Required action
List all lines in the material below that contain "repository".

Records to use
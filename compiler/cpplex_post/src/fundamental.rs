//! Fundamental (built-in) C++ types attached to decoded literals.
//!
//! Sizes follow the LP64 data model: `int` is 4 bytes, `long` and
//! `long long` are 8, `wchar_t` is a signed 4-byte type.

/// A C++ fundamental type.
#[derive(Debug, Clone, Copy, PartialEq, Eq, Hash)]
pub enum FundamentalType {
    SignedChar,
    ShortInt,
    Int,
    LongInt,
    LongLongInt,
    UnsignedChar,
    UnsignedShortInt,
    UnsignedInt,
    UnsignedLongInt,
    UnsignedLongLongInt,
    WcharT,
    Char,
    Char16T,
    Char32T,
    Bool,
    Float,
    Double,
    /// Represented here as an `f64`; literal data is 8 bytes.
    LongDouble,
    Void,
    NullptrT,
}

impl FundamentalType {
    /// Size of one object of this type, in bytes.
    pub fn width(self) -> usize {
        match self {
            Self::SignedChar | Self::UnsignedChar | Self::Char | Self::Bool => 1,
            Self::ShortInt | Self::UnsignedShortInt | Self::Char16T => 2,
            Self::Int | Self::UnsignedInt | Self::WcharT | Self::Char32T | Self::Float => 4,
            Self::LongInt
            | Self::LongLongInt
            | Self::UnsignedLongInt
            | Self::UnsignedLongLongInt
            | Self::Double
            | Self::LongDouble
            | Self::NullptrT => 8,
            Self::Void => 0,
        }
    }
}
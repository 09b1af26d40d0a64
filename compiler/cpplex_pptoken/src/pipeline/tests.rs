use pretty_assertions::assert_eq;

use super::PpTokenizer;
use crate::error::LexError;
use crate::stream::{PpEvent, Recorder};

use PpEvent::{
    CharacterLiteral, Eof, HeaderName, Identifier, NewLine, NonWhitespaceChar, OpOrPunc, PpNumber,
    StringLiteral, UserDefinedCharacterLiteral, UserDefinedStringLiteral, Whitespace,
};

fn lex(src: &str) -> Result<Vec<PpEvent>, LexError> {
    PpTokenizer::tokenize(src.as_bytes(), Recorder::default()).map(|r| r.events)
}

fn ident(s: &str) -> PpEvent {
    Identifier(s.to_owned())
}

fn op(s: &str) -> PpEvent {
    OpOrPunc(s.to_owned())
}

#[test]
fn simple_declaration() {
    assert_eq!(
        lex("int x = 42;\n"),
        Ok(vec![
            ident("int"),
            Whitespace,
            ident("x"),
            Whitespace,
            op("="),
            Whitespace,
            PpNumber("42".to_owned()),
            op(";"),
            NewLine,
            Eof,
        ])
    );
}

#[test]
fn empty_input_is_just_eof() {
    assert_eq!(lex(""), Ok(vec![Eof]));
}

#[test]
fn missing_final_newline_is_supplied() {
    assert_eq!(lex("x"), Ok(vec![ident("x"), NewLine, Eof]));
}

#[test]
fn final_newline_is_not_doubled() {
    assert_eq!(lex("x\n"), Ok(vec![ident("x"), NewLine, Eof]));
    assert_eq!(lex("x\n\n"), Ok(vec![ident("x"), NewLine, NewLine, Eof]));
}

#[test]
fn trigraphs_feed_the_token_rules() {
    assert_eq!(
        lex("??=define X\n"),
        Ok(vec![
            op("#"),
            ident("define"),
            Whitespace,
            ident("X"),
            NewLine,
            Eof,
        ])
    );
}

#[test]
fn line_splice_joins_tokens() {
    assert_eq!(lex("ab\\\ncd\n"), Ok(vec![ident("abcd"), NewLine, Eof]));
}

#[test]
fn block_comment_is_one_whitespace() {
    assert_eq!(
        lex("a/* long\ncomment */b\n"),
        Ok(vec![ident("a"), Whitespace, ident("b"), NewLine, Eof])
    );
}

#[test]
fn line_comment_keeps_the_newline() {
    assert_eq!(
        lex("a // trailing\nb\n"),
        Ok(vec![
            ident("a"),
            Whitespace,
            NewLine,
            ident("b"),
            NewLine,
            Eof,
        ])
    );
}

#[test]
fn header_include_at_file_start() {
    assert_eq!(
        lex("#include <foo.h>\n"),
        Ok(vec![
            op("#"),
            ident("include"),
            Whitespace,
            HeaderName("<foo.h>".to_owned()),
            NewLine,
            Eof,
        ])
    );
}

#[test]
fn header_include_after_newline() {
    assert_eq!(
        lex("x\n#include \"a.h\"\n"),
        Ok(vec![
            ident("x"),
            NewLine,
            op("#"),
            ident("include"),
            Whitespace,
            HeaderName("\"a.h\"".to_owned()),
            NewLine,
            Eof,
        ])
    );
}

#[test]
fn include_not_at_line_start_is_ordinary_tokens() {
    assert_eq!(
        lex("x #include <y>\n"),
        Ok(vec![
            ident("x"),
            Whitespace,
            op("#"),
            ident("include"),
            Whitespace,
            op("<"),
            ident("y"),
            op(">"),
            NewLine,
            Eof,
        ])
    );
}

#[test]
fn digraph_bracket_sequences_split_per_standard() {
    assert_eq!(lex("<::>"), Ok(vec![op("<:"), op(":>"), NewLine, Eof]));
    assert_eq!(
        lex("<:::"),
        Ok(vec![op("<:"), op("::"), NewLine, Eof])
    );
    assert_eq!(
        lex("<::x"),
        Ok(vec![op("<"), op("::"), ident("x"), NewLine, Eof])
    );
    assert_eq!(lex("<:>"), Ok(vec![op("<:"), op(">"), NewLine, Eof]));
}

#[test]
fn maximal_munch_on_operators() {
    assert_eq!(
        lex("a+++++b\n"),
        Ok(vec![
            ident("a"),
            op("++"),
            op("++"),
            op("+"),
            ident("b"),
            NewLine,
            Eof,
        ])
    );
    assert_eq!(lex("%:%:"), Ok(vec![op("%:%:"), NewLine, Eof]));
}

#[test]
fn alternative_spelled_operators_lex_as_identifiers() {
    // `new` and `and` are in the op inventory too; the identifier rule
    // wins the tie and the keyword table downstream sorts it out.
    assert_eq!(lex("new\n"), Ok(vec![ident("new"), NewLine, Eof]));
    assert_eq!(
        lex("a and b\n"),
        Ok(vec![
            ident("a"),
            Whitespace,
            ident("and"),
            Whitespace,
            ident("b"),
            NewLine,
            Eof,
        ])
    );
}

#[test]
fn string_literals() {
    assert_eq!(
        lex("\"hi\"\n"),
        Ok(vec![StringLiteral("\"hi\"".to_owned()), NewLine, Eof])
    );
    assert_eq!(
        lex("u8\"hi\"\n"),
        Ok(vec![StringLiteral("u8\"hi\"".to_owned()), NewLine, Eof])
    );
    assert_eq!(
        lex("\"hi\"_s\n"),
        Ok(vec![
            UserDefinedStringLiteral("\"hi\"_s".to_owned()),
            NewLine,
            Eof,
        ])
    );
}

#[test]
fn character_literals() {
    assert_eq!(
        lex("'a'\n"),
        Ok(vec![CharacterLiteral("'a'".to_owned()), NewLine, Eof])
    );
    assert_eq!(
        lex("U'\\n'\n"),
        Ok(vec![CharacterLiteral("U'\\n'".to_owned()), NewLine, Eof])
    );
    assert_eq!(
        lex("'x'_deg\n"),
        Ok(vec![
            UserDefinedCharacterLiteral("'x'_deg".to_owned()),
            NewLine,
            Eof,
        ])
    );
    assert_eq!(
        lex("'\\''\n"),
        Ok(vec![CharacterLiteral("'\\''".to_owned()), NewLine, Eof])
    );
}

#[test]
fn raw_strings_disable_every_transformation() {
    // Trigraphs and escape sequences inside the body stay verbatim.
    assert_eq!(
        lex("R\"(a??=\\n)\"\n"),
        Ok(vec![
            StringLiteral("R\"(a??=\\n)\"".to_owned()),
            NewLine,
            Eof,
        ])
    );
    // A backslash-newline in the body is content, not a splice.
    assert_eq!(
        lex("R\"(a\\\nb)\"\n"),
        Ok(vec![
            StringLiteral("R\"(a\\\nb)\"".to_owned()),
            NewLine,
            Eof,
        ])
    );
    assert_eq!(
        lex("u8R\"x(quote \" inside)x\"\n"),
        Ok(vec![
            StringLiteral("u8R\"x(quote \" inside)x\"".to_owned()),
            NewLine,
            Eof,
        ])
    );
}

#[test]
fn identifier_ending_in_r_before_string_is_not_raw() {
    assert_eq!(
        lex("VAR\"x\"\n"),
        Ok(vec![
            ident("VAR"),
            StringLiteral("\"x\"".to_owned()),
            NewLine,
            Eof,
        ])
    );
}

#[test]
fn universal_character_names_join_identifiers() {
    assert_eq!(lex("\\u00E9x\n"), Ok(vec![ident("éx"), NewLine, Eof]));
    assert_eq!(lex("héllo\n"), Ok(vec![ident("héllo"), NewLine, Eof]));
}

#[test]
fn unclassifiable_character_is_reported_as_such() {
    assert_eq!(
        lex("@\n"),
        Ok(vec![NonWhitespaceChar("@".to_owned()), NewLine, Eof])
    );
}

#[test]
fn pp_numbers_swallow_exponents_and_suffixes() {
    assert_eq!(
        lex("1.5e-3\n"),
        Ok(vec![PpNumber("1.5e-3".to_owned()), NewLine, Eof])
    );
    assert_eq!(
        lex("2147483648\n"),
        Ok(vec![PpNumber("2147483648".to_owned()), NewLine, Eof])
    );
    assert_eq!(
        lex("0x1fULL\n"),
        Ok(vec![PpNumber("0x1fULL".to_owned()), NewLine, Eof])
    );
    assert_eq!(
        lex(".5f\n"),
        Ok(vec![PpNumber(".5f".to_owned()), NewLine, Eof])
    );
}

#[test]
fn comment_markers_inside_literals_are_content() {
    assert_eq!(
        lex("\"a//b\"\n"),
        Ok(vec![StringLiteral("\"a//b\"".to_owned()), NewLine, Eof])
    );
    assert_eq!(
        lex("\"a/*b\"\n"),
        Ok(vec![StringLiteral("\"a/*b\"".to_owned()), NewLine, Eof])
    );
}

#[test]
fn unterminated_constructs_fail() {
    assert!(matches!(
        lex("/* never closed"),
        Err(LexError::IncompleteToken { .. })
    ));
    assert!(matches!(
        lex("R\"(open"),
        Err(LexError::IncompleteToken { .. })
    ));
    assert!(matches!(
        lex("\"open"),
        Err(LexError::IncompleteToken { .. })
    ));
}
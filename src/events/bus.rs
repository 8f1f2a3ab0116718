//! # Event bus for broadcasting runtime events.
//!
//! [`Bus`] is a thin wrapper around [`tokio::sync::broadcast`] that provides
//! non-blocking event publishing from many sources (starters, shutdown-waiters,
//! the supervisor itself, subscriber workers).
//!
//! ## Architecture
//! ```text
//! Publishers (many):                 Listener (one):
//!   Starter 1 ──┐
//!   Waiter  1 ──┼──────► Bus ───────► subscriber listener ────► SubscriberSet
//!   Waiter  N ──┤  (broadcast chan)     (in Supervisor::run)
//!   Supervisor ─┘
//! ```
//!
//! ## Rules
//! - **Non-blocking publish**: `publish()` never blocks; it calls `broadcast::Sender::send`.
//! - **Bounded capacity**: a single ring buffer stores recent events for all receivers.
//! - **Lag handling**: slow receivers get `RecvError::Lagged(n)` and skip `n` oldest items.
//! - **No persistence**: events are lost if there are no active receivers at send time.

use tokio::sync::broadcast;

use super::event::Event;

/// Broadcast channel for runtime events.
///
/// ### Properties
/// - **Non-blocking**: `publish()` returns immediately (send clones internally).
/// - **Fire-and-forget**: no delivery or durability guarantees.
/// - **Cloneable**: cheap to clone (internally holds an `Arc`-backed sender).
#[derive(Clone, Debug)]
pub struct Bus {
    tx: broadcast::Sender<Event>,
}

impl Bus {
    /// Creates a new bus with the given channel capacity.
    ///
    /// The minimum capacity is 1 (clamped).
    pub fn new(capacity: usize) -> Self {
        let capacity = capacity.max(1);
        let (tx, _rx) = broadcast::channel::<Event>(capacity);
        Self { tx }
    }

    /// Publishes an event to all active receivers.
    ///
    /// If there are no receivers, the event is dropped.
    pub fn publish(&self, ev: Event) {
        let _ = self.tx.send(ev);
    }

    /// Creates a new receiver that will observe subsequent events.
    ///
    /// A receiver only gets events **sent after** it subscribes.
    pub fn subscribe(&self) -> broadcast::Receiver<Event> {
        self.tx.subscribe()
    }
}
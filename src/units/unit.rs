//! # Unit contract.
//!
//! A [`Unit`] is a long-running, server-like entity: an HTTP listener, a queue
//! consumer, a background ticker. The supervisor only ever calls the two contract
//! operations on it:
//!
//! ```text
//! start()                  runs for the unit's lifetime (once per run)
//! shutdown(ShutdownContext) asks it to stop before ctx.deadline()
//! ```
//!
//! ## Rules
//! - `start` has no result. A unit that stops on its own simply returns; a unit
//!   that cannot run panics, and the panic is caught and logged by the supervisor.
//! - `shutdown` is invoked once per run, after the termination signal, even if
//!   `start` already returned. On an already-stopped unit it must return `Ok(())`
//!   promptly.
//! - `start` and `shutdown` run concurrently on different tasks; coordinate through
//!   the unit's own state (`Notify`, `CancellationToken`, atomics, ...).

use std::sync::Arc;
use std::time::Duration;

use async_trait::async_trait;
use tokio::time::Instant;

use crate::error::UnitError;

/// Shared handle to a unit, as registered with the supervisor.
pub type UnitRef = Arc<dyn Unit>;

/// Budgets too large to represent as an `Instant` are capped at roughly 30 years.
const FAR_FUTURE: Duration = Duration::from_secs(86_400 * 365 * 30);

/// Deadline-bounded context handed to [`Unit::shutdown`].
///
/// The deadline is measured from the moment the shutdown-waiter observed the
/// cancellation, not from process start. The supervisor stops waiting once it passes.
#[derive(Debug, Clone, Copy)]
pub struct ShutdownContext {
    deadline: Instant,
    budget: Duration,
}

impl ShutdownContext {
    /// Creates a context expiring `budget` from now.
    ///
    /// A budget that overflows `Instant` (e.g. `Duration::MAX`) is capped, never panics.
    pub fn new(budget: Duration) -> Self {
        let now = Instant::now();
        let deadline = now
            .checked_add(budget)
            .or_else(|| now.checked_add(FAR_FUTURE))
            .unwrap_or(now);
        Self { deadline, budget }
    }

    /// Point in time at which the supervisor gives up on this shutdown.
    pub fn deadline(&self) -> Instant {
        self.deadline
    }

    /// The full budget this context was created with.
    pub fn budget(&self) -> Duration {
        self.budget
    }

    /// Time left before the deadline (zero once expired).
    pub fn remaining(&self) -> Duration {
        self.deadline.saturating_duration_since(Instant::now())
    }

    /// Returns `true` once the deadline has passed.
    pub fn is_expired(&self) -> bool {
        Instant::now() >= self.deadline
    }

    /// Completes when the deadline passes.
    pub async fn expired(&self) {
        tokio::time::sleep_until(self.deadline).await;
    }
}

/// # Long-running, gracefully stoppable unit.
///
/// # Example
/// ```
/// use async_trait::async_trait;
/// use tokio_util::sync::CancellationToken;
/// use unitvisor::{ShutdownContext, Unit, UnitError};
///
/// struct Ticker {
///     stop: CancellationToken,
/// }
///
/// #[async_trait]
/// impl Unit for Ticker {
///     fn name(&self) -> &str { "ticker" }
///
///     async fn start(&self) {
///         while !self.stop.is_cancelled() {
///             tokio::select! {
///                 _ = self.stop.cancelled() => break,
///                 _ = tokio::time::sleep(std::time::Duration::from_secs(1)) => {}
///             }
///         }
///     }
///
///     async fn shutdown(&self, _ctx: ShutdownContext) -> Result<(), UnitError> {
///         self.stop.cancel();
///         Ok(())
///     }
/// }
/// ```
#[async_trait]
pub trait Unit: Send + Sync + 'static {
    /// Returns a stable, human-readable unit name (used in events and the report).
    fn name(&self) -> &str;

    /// Runs the unit until it stops on its own or honors a shutdown request.
    async fn start(&self);

    /// Stops the unit gracefully, returning an error if it could not stop cleanly.
    ///
    /// Implementations may watch [`ShutdownContext::expired`] to give up early;
    /// the supervisor abandons the call at the deadline regardless.
    async fn shutdown(&self, ctx: ShutdownContext) -> Result<(), UnitError>;
}

#[cfg(test)]
mod tests {
    use super::*;

    #[tokio::test(start_paused = true)]
    async fn test_context_expires_after_budget() {
        let ctx = ShutdownContext::new(Duration::from_secs(2));
        assert!(!ctx.is_expired());
        assert_eq!(ctx.budget(), Duration::from_secs(2));
        assert_eq!(ctx.remaining(), Duration::from_secs(2));

        ctx.expired().await;
        assert!(ctx.is_expired());
        assert_eq!(ctx.remaining(), Duration::ZERO);
    }

    #[tokio::test]
    async fn test_unbounded_budget_is_capped() {
        let ctx = ShutdownContext::new(Duration::MAX);
        assert_eq!(ctx.budget(), Duration::MAX);
        assert!(!ctx.is_expired());
        assert!(ctx.remaining() > Duration::from_secs(86_400 * 365));
    }
}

Task solution
repository 09b1af26d40d0a64
repository 8f1f2a3ab0116718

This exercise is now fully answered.